Scan the material that follows. Copy every line containing the word "crate".

--- START ---

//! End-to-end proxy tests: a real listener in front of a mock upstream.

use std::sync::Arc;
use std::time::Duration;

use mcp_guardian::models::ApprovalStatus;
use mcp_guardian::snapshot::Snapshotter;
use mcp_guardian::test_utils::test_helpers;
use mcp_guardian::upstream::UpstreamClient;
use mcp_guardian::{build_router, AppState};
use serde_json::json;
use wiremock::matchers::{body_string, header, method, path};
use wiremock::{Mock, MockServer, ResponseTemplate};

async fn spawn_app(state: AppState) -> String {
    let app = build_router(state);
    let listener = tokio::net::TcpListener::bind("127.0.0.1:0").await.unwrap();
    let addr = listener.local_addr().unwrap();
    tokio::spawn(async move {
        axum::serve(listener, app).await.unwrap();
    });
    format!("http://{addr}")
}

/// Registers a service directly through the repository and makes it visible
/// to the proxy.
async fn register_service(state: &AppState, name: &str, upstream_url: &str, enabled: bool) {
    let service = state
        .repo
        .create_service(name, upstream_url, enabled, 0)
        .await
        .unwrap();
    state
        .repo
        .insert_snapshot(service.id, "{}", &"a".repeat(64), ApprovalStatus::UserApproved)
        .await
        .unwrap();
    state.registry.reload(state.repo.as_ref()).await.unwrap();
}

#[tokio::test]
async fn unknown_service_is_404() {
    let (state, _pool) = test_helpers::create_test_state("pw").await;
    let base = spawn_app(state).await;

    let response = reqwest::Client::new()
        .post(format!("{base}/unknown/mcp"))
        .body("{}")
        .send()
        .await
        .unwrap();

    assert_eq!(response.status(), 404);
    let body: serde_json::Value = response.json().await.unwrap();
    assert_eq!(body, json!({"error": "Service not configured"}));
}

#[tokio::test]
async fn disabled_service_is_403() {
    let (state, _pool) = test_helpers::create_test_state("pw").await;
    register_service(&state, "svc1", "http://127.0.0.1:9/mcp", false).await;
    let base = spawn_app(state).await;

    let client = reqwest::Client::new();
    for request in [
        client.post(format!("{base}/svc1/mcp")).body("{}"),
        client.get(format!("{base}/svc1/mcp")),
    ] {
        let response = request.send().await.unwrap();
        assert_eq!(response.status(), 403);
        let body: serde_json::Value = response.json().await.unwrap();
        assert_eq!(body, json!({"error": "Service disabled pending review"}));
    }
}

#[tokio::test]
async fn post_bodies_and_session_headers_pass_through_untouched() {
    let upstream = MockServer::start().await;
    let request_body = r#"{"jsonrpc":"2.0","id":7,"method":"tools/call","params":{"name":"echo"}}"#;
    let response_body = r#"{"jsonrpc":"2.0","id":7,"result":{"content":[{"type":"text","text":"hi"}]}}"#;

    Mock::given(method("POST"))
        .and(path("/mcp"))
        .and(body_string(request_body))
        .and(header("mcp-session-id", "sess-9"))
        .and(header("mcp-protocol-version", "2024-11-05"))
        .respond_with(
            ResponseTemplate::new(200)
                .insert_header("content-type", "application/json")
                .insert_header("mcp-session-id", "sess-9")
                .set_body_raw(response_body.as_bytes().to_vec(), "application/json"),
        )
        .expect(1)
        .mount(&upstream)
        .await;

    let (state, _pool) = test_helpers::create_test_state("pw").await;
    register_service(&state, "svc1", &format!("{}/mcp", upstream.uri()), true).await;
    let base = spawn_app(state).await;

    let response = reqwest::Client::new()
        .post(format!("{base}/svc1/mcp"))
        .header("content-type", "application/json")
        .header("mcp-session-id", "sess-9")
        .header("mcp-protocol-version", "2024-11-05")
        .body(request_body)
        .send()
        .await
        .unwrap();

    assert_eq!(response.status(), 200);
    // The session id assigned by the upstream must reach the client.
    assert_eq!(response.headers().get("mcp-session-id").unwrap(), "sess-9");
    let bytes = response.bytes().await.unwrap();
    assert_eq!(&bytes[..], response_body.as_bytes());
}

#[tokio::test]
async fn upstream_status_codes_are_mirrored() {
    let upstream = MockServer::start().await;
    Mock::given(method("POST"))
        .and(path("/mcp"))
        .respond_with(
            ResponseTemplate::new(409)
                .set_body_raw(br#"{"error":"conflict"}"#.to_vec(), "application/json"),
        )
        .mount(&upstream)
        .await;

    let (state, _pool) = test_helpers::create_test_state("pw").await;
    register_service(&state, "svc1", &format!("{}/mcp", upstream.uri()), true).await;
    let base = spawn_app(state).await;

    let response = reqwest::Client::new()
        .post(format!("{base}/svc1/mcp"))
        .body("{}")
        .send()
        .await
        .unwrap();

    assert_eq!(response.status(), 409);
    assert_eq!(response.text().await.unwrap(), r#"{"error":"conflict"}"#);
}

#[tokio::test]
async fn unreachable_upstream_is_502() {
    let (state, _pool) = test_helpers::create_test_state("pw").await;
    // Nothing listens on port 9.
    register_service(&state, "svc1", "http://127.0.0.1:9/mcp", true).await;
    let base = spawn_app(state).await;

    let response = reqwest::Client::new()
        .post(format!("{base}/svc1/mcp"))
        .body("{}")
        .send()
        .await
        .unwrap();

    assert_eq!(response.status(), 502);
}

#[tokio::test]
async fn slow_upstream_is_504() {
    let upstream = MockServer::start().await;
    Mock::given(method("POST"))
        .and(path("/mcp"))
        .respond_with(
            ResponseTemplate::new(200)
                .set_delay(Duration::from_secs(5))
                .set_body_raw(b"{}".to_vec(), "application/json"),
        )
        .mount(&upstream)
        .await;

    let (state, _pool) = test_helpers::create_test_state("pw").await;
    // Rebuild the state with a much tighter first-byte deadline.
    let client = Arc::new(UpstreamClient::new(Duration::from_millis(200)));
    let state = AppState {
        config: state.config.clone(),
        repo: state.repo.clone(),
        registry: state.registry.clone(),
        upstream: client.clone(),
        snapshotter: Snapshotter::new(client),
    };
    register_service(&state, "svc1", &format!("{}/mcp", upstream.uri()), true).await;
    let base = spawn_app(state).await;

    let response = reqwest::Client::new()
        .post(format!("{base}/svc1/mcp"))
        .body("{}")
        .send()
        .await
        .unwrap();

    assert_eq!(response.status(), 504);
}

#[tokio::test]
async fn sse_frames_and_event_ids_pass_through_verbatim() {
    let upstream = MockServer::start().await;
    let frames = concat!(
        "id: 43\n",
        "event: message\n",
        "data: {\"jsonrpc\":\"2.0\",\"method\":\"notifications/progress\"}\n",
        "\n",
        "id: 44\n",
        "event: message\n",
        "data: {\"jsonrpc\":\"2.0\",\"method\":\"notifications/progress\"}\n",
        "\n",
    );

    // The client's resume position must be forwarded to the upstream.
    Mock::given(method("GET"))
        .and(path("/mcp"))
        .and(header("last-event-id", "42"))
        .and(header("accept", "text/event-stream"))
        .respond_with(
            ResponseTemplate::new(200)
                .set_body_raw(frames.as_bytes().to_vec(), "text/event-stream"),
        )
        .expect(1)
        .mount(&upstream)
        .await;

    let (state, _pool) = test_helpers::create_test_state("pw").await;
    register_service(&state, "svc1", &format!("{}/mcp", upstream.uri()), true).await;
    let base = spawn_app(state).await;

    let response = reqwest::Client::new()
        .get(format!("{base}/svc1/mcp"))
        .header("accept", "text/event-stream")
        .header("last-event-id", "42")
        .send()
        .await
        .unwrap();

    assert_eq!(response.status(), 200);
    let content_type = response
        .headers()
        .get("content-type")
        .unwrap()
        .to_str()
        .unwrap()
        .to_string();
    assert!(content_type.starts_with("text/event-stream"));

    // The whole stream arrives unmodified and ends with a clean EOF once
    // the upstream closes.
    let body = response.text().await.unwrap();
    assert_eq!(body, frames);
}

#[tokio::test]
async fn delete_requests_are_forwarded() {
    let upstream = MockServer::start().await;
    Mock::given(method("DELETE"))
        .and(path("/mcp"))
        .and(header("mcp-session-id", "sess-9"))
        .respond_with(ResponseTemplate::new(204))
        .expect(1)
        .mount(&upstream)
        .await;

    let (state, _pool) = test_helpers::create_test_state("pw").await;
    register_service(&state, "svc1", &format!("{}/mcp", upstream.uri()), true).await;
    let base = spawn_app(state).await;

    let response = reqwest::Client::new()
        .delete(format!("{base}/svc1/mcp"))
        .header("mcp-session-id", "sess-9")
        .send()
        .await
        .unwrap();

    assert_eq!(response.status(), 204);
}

--- END ---
--- START ---

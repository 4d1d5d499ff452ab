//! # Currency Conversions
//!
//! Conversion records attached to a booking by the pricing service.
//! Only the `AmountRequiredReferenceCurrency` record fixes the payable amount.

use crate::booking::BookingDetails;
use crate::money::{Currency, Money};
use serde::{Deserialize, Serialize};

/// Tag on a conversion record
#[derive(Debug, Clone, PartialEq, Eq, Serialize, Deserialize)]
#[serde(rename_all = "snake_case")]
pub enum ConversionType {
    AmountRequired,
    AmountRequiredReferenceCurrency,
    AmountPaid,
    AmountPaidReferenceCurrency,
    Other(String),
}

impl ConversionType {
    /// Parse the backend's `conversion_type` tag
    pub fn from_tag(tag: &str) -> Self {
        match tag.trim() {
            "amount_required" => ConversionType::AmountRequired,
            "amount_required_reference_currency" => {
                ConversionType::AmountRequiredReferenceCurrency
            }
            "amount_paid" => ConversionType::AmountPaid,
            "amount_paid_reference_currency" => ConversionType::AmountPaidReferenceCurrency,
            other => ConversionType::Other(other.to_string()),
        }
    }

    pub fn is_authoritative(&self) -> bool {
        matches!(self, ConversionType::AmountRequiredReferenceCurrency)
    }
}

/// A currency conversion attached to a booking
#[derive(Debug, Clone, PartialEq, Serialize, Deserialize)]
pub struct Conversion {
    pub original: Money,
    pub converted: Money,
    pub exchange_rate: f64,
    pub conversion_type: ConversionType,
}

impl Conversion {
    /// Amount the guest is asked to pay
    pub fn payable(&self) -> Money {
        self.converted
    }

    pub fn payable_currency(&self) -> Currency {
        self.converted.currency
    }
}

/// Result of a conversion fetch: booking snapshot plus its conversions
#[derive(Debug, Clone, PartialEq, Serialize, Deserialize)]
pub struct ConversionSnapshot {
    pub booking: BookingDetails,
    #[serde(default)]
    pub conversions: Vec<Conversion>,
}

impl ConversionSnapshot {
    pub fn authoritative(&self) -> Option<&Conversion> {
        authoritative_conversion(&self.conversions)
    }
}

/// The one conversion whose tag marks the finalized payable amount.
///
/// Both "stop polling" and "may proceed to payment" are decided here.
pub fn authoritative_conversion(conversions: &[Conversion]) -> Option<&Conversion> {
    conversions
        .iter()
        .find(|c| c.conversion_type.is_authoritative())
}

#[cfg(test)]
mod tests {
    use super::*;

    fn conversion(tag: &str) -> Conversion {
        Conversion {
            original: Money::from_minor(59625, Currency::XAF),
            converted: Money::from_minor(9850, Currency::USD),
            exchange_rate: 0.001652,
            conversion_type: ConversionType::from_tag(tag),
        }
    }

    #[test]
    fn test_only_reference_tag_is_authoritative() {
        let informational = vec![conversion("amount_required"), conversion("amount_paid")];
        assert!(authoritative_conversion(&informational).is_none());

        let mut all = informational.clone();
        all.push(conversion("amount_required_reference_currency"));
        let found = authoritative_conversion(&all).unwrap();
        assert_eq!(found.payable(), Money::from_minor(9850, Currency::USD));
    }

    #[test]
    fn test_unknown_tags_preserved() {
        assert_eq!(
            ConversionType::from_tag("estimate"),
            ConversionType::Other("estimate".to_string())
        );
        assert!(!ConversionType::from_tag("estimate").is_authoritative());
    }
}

--- END ---

## Result of the exercise
use crate::booking::BookingDetails;
use crate::money::{Currency, Money};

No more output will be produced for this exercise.